In a 2006 radio interview with Leonard Lopate, Nevins declared: "The secret of understanding Woolrich: self-hatred, self-contempt."  I don't know.  I would say the secret, if there is one, might lie more along the lines of what Jacques Barzun noted about Woolrich back in the 1920s: a crippling shyness and resultant loneliness coupled with an inclination to pessimism arising from a bitter conviction of the inexorable indifference, or even malignity, of fate.  As Barzun strikingly put it:

He had a sense of destiny, both on the positive side, that he was going to accomplish something, and on the negative side, that he couldn't possibly do it, that something would interfere, the ceiling would fall in on him just as a contract was being signed for the next book, or something of the sort.

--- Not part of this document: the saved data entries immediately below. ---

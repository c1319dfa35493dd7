//! Decorative text attached to nodes, groups and edges.
//!
//! Labels are immutable once constructed. Their attributes are kept as an
//! ordered map so a label serializes the same way every time, including after
//! a document round-trip.

use indexmap::IndexMap;

use crate::attrs::{FONT_STYLES, HORIZONTAL_ALIGNMENTS, TRUE_FALSE, VERTICAL_ALIGNMENTS, check_value};
use crate::error::{Error, Result};
use crate::xml::XmlElement;

/// Position models a node label may use, mapped to the position keywords each
/// model accepts.
pub const NODE_LABEL_MODELS: &[(&str, &[&str])] = &[
    ("internal", &["t", "b", "c", "l", "r", "tl", "tr", "bl", "br"]),
    ("corners", &["nw", "ne", "sw", "se"]),
    ("sandwich", &["n", "s"]),
    ("sides", &["n", "e", "s", "w"]),
    ("eight_pos", &["n", "e", "s", "w", "nw", "ne", "sw", "se"]),
];

/// Position models an edge label may use. The slider models place the label
/// by coordinate and accept any position keyword.
pub const EDGE_LABEL_MODELS: &[(&str, &[&str])] = &[
    ("two_pos", &["head", "tail"]),
    ("centered", &["center"]),
    ("six_pos", &["shead", "thead", "head", "stail", "ttail", "tail"]),
    ("three_center", &["center", "scentr", "tcentr"]),
    ("center_slider", &[]),
    ("side_slider", &[]),
];

/// Style attributes shared by node and edge labels.
#[derive(Debug, Clone)]
pub struct LabelStyle {
    pub alignment: String,
    pub font_family: String,
    pub font_size: String,
    pub font_style: String,
    pub height: String,
    pub width: Option<String>,
    pub underlined_text: String,
    pub text_color: String,
    pub icon_text_gap: String,
    pub horizontal_text_position: String,
    pub vertical_text_position: String,
    pub visible: String,
    pub border_color: Option<String>,
    pub background_color: Option<String>,
    pub has_background_color: String,
}

impl Default for LabelStyle {
    fn default() -> Self {
        Self {
            alignment: "center".to_string(),
            font_family: "Dialog".to_string(),
            font_size: "12".to_string(),
            font_style: "plain".to_string(),
            height: "18.1328125".to_string(),
            width: Some("55.708984375".to_string()),
            underlined_text: "false".to_string(),
            text_color: "#000000".to_string(),
            icon_text_gap: "4".to_string(),
            horizontal_text_position: "center".to_string(),
            vertical_text_position: "center".to_string(),
            visible: "true".to_string(),
            border_color: None,
            background_color: None,
            has_background_color: "false".to_string(),
        }
    }
}

impl LabelStyle {
    /// Validates the enumerated attributes and lays the full attribute set out
    /// in canonical order.
    fn build_params(&self) -> Result<IndexMap<String, String>> {
        check_value(
            "horizontalTextPosition",
            &self.horizontal_text_position,
            HORIZONTAL_ALIGNMENTS,
        )?;
        check_value(
            "verticalTextPosition",
            &self.vertical_text_position,
            VERTICAL_ALIGNMENTS,
        )?;
        check_value("alignment", &self.alignment, HORIZONTAL_ALIGNMENTS)?;
        check_value("fontStyle", &self.font_style, FONT_STYLES)?;
        check_value("visible", &self.visible, TRUE_FALSE)?;
        check_value("underlinedText", &self.underlined_text, TRUE_FALSE)?;

        // An explicit background color implies the flag.
        let has_background = if self.background_color.is_some() {
            "true".to_string()
        } else {
            self.has_background_color.clone()
        };
        check_value("hasBackgroundColor", &has_background, TRUE_FALSE)?;

        let mut params = IndexMap::new();
        params.insert(
            "horizontalTextPosition".to_string(),
            self.horizontal_text_position.clone(),
        );
        params.insert(
            "verticalTextPosition".to_string(),
            self.vertical_text_position.clone(),
        );
        params.insert("alignment".to_string(), self.alignment.clone());
        params.insert("fontStyle".to_string(), self.font_style.clone());
        params.insert("fontFamily".to_string(), self.font_family.clone());
        params.insert("iconTextGap".to_string(), self.icon_text_gap.clone());
        params.insert("fontSize".to_string(), self.font_size.clone());
        params.insert("textColor".to_string(), self.text_color.clone());
        params.insert("visible".to_string(), self.visible.clone());
        params.insert("underlinedText".to_string(), self.underlined_text.clone());
        params.insert("hasBackgroundColor".to_string(), has_background);
        if let Some(width) = &self.width {
            params.insert("width".to_string(), width.clone());
        }
        params.insert("height".to_string(), self.height.clone());
        if let Some(border_color) = &self.border_color {
            params.insert("borderColor".to_string(), border_color.clone());
        }
        if let Some(background_color) = &self.background_color {
            params.insert("backgroundColor".to_string(), background_color.clone());
        }
        Ok(params)
    }
}

#[derive(Debug, Clone, Default)]
pub struct NodeLabelOptions {
    pub style: LabelStyle,
    pub model_name: Option<String>,
    pub model_position: Option<String>,
}

#[derive(Debug, Clone, Default)]
pub struct EdgeLabelOptions {
    pub style: LabelStyle,
    pub model_name: Option<String>,
    pub model_position: Option<String>,
    pub preferred_placement: Option<String>,
}

fn check_model(
    models: &[(&str, &[&str])],
    model_name: &str,
    model_position: &str,
) -> Result<()> {
    let Some((_, positions)) = models.iter().find(|(name, _)| *name == model_name) else {
        return Err(Error::InvalidValue {
            parameter: "modelName".to_string(),
            value: model_name.to_string(),
            allowed: models
                .iter()
                .map(|(name, _)| *name)
                .collect::<Vec<_>>()
                .join(", "),
        });
    };
    check_value("modelPosition", model_position, positions)
}

#[derive(Debug, Clone, PartialEq)]
pub struct NodeLabel {
    text: String,
    params: IndexMap<String, String>,
}

impl NodeLabel {
    pub fn new(text: impl Into<String>, options: NodeLabelOptions) -> Result<Self> {
        let model_name = options.model_name.unwrap_or_else(|| "internal".to_string());
        let model_position = options.model_position.unwrap_or_else(|| "c".to_string());
        check_model(NODE_LABEL_MODELS, &model_name, &model_position)?;

        let mut params = options.style.build_params()?;
        params.insert("modelName".to_string(), model_name);
        params.insert("modelPosition".to_string(), model_position);
        Ok(Self {
            text: text.into(),
            params,
        })
    }

    /// Rebuilds a label exactly as it appeared in a parsed document. The
    /// attribute set is taken verbatim, bypassing vocabulary checks, so the
    /// document serializes back byte-identically.
    pub(crate) fn from_document_parts(text: String, params: IndexMap<String, String>) -> Self {
        Self { text, params }
    }

    pub fn text(&self) -> &str {
        &self.text
    }

    pub(crate) fn set_text(&mut self, text: impl Into<String>) {
        self.text = text.into();
    }

    pub fn params(&self) -> &IndexMap<String, String> {
        &self.params
    }

    pub fn to_xml_element(&self) -> XmlElement {
        let mut element = XmlElement::new("y:NodeLabel");
        for (name, value) in &self.params {
            element.set_attr(name, value);
        }
        element.text(&self.text)
    }
}

#[derive(Debug, Clone, PartialEq)]
pub struct EdgeLabel {
    text: String,
    params: IndexMap<String, String>,
}

impl EdgeLabel {
    pub fn new(text: impl Into<String>, options: EdgeLabelOptions) -> Result<Self> {
        let model_name = options.model_name.unwrap_or_else(|| "centered".to_string());
        let model_position = options
            .model_position
            .unwrap_or_else(|| "center".to_string());
        check_model(EDGE_LABEL_MODELS, &model_name, &model_position)?;

        let mut params = options.style.build_params()?;
        params.insert("modelName".to_string(), model_name);
        params.insert("modelPosition".to_string(), model_position);
        if let Some(placement) = options.preferred_placement {
            params.insert("preferredPlacement".to_string(), placement);
        }
        Ok(Self {
            text: text.into(),
            params,
        })
    }

    pub(crate) fn from_document_parts(text: String, params: IndexMap<String, String>) -> Self {
        Self { text, params }
    }

    pub fn text(&self) -> &str {
        &self.text
    }

    pub(crate) fn set_text(&mut self, text: impl Into<String>) {
        self.text = text.into();
    }

    pub fn params(&self) -> &IndexMap<String, String> {
        &self.params
    }

    pub fn to_xml_element(&self) -> XmlElement {
        let mut element = XmlElement::new("y:EdgeLabel");
        for (name, value) in &self.params {
            element.set_attr(name, value);
        }
        element.text(&self.text)
    }
}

This attitude, I believe, lies at the heart of so much of Woolrich's crime fiction and gives it such bleak power.  Not self-hatred, but despair over the isolation and ultimate annihilation of the self.  "They both kept looking troubledly out and up," writes Woolrich of characters in "Speak to Me of Death," "at those distant inscrutable pinpoints of brilliance, that no man can defy or alter."

29 comments:

  1. Certainly a fascinating figure Curt - Have you ever had the opportunity to ask Mike Nevins about thsi side of Woolrich's life?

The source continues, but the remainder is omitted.